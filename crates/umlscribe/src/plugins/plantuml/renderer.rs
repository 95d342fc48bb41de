//! PlantUML renderer
//!
//! Blocks are written eagerly: the opening line when the entity opens,
//! members as they are scanned, `}` when it closes.

use anyhow::Result;
use tracing::{info, span, Level};

use crate::core::{
    EntityKind, FieldRecord, MemberSignature, NotationWriter, Relation, RelationKind,
    RenderOutput, Renderer, Scanner,
};

const HEADER: &str = "@startuml";
const FOOTER: &str = "@enduml";
const ABSTRACT_MARKER: &str = "{abstract}";

struct PlantUmlWriter {
    lines: Vec<String>,
}

impl PlantUmlWriter {
    fn new() -> Self {
        Self {
            lines: vec![HEADER.to_string()],
        }
    }
}

impl NotationWriter for PlantUmlWriter {
    fn abstract_marker(&self) -> Option<&'static str> {
        Some(ABSTRACT_MARKER)
    }

    fn open_entity(&mut self, kind: EntityKind, name: &str) {
        self.lines.push(format!("{} {} {{", kind.keyword(), name));
    }

    fn constructor(&mut self, member: &MemberSignature) {
        self.lines.push(member.render(None));
    }

    fn method(&mut self, member: &MemberSignature) {
        self.lines.push(member.render(self.abstract_marker()));
    }

    fn field(&mut self, field: &FieldRecord) {
        self.lines.push(field.render());
    }

    fn close_entity(&mut self) {
        self.lines.push("}".to_string());
    }

    fn relation(&self, relation: &Relation) -> String {
        let Relation {
            kind,
            owner,
            target,
        } = relation;
        match kind {
            RelationKind::Inheritance => format!("{} <|-- {}", target, owner),
            RelationKind::Realization => format!("{} <|.. {}", target, owner),
            RelationKind::Composition => format!("{} ---> {}", owner, target),
        }
    }

    fn finish(mut self, relations: &[Relation]) -> Vec<String> {
        let relation_lines: Vec<String> = relations.iter().map(|r| self.relation(r)).collect();
        self.lines.extend(relation_lines);
        self.lines.push(FOOTER.to_string());
        self.lines
    }
}

/// Renders record streams as PlantUML class diagrams
pub struct PlantUmlRenderer;

impl PlantUmlRenderer {
    pub fn new() -> Self {
        Self
    }
}

impl Default for PlantUmlRenderer {
    fn default() -> Self {
        Self::new()
    }
}

impl Renderer for PlantUmlRenderer {
    fn render(&self, lines: &[String]) -> Result<RenderOutput> {
        let render_span = span!(Level::INFO, "render_plantuml", line_count = lines.len());
        let _enter = render_span.enter();

        let output = Scanner::scan(PlantUmlWriter::new(), lines);
        info!(
            entity_count = output.entity_count,
            relation_count = output.relation_count,
            "Rendered PlantUML diagram"
        );
        Ok(output)
    }

    fn name(&self) -> &'static str {
        "plantuml"
    }

    fn version(&self) -> &'static str {
        "0.1.0"
    }

    fn format(&self) -> &'static str {
        "block"
    }
}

Exercise description: Search the entries for the word "Level", then copy every line in which it is found.

Result below:
use tracing::{info, span, Level};
        let render_span = span!(Level::INFO, "render_plantuml", line_count = lines.len());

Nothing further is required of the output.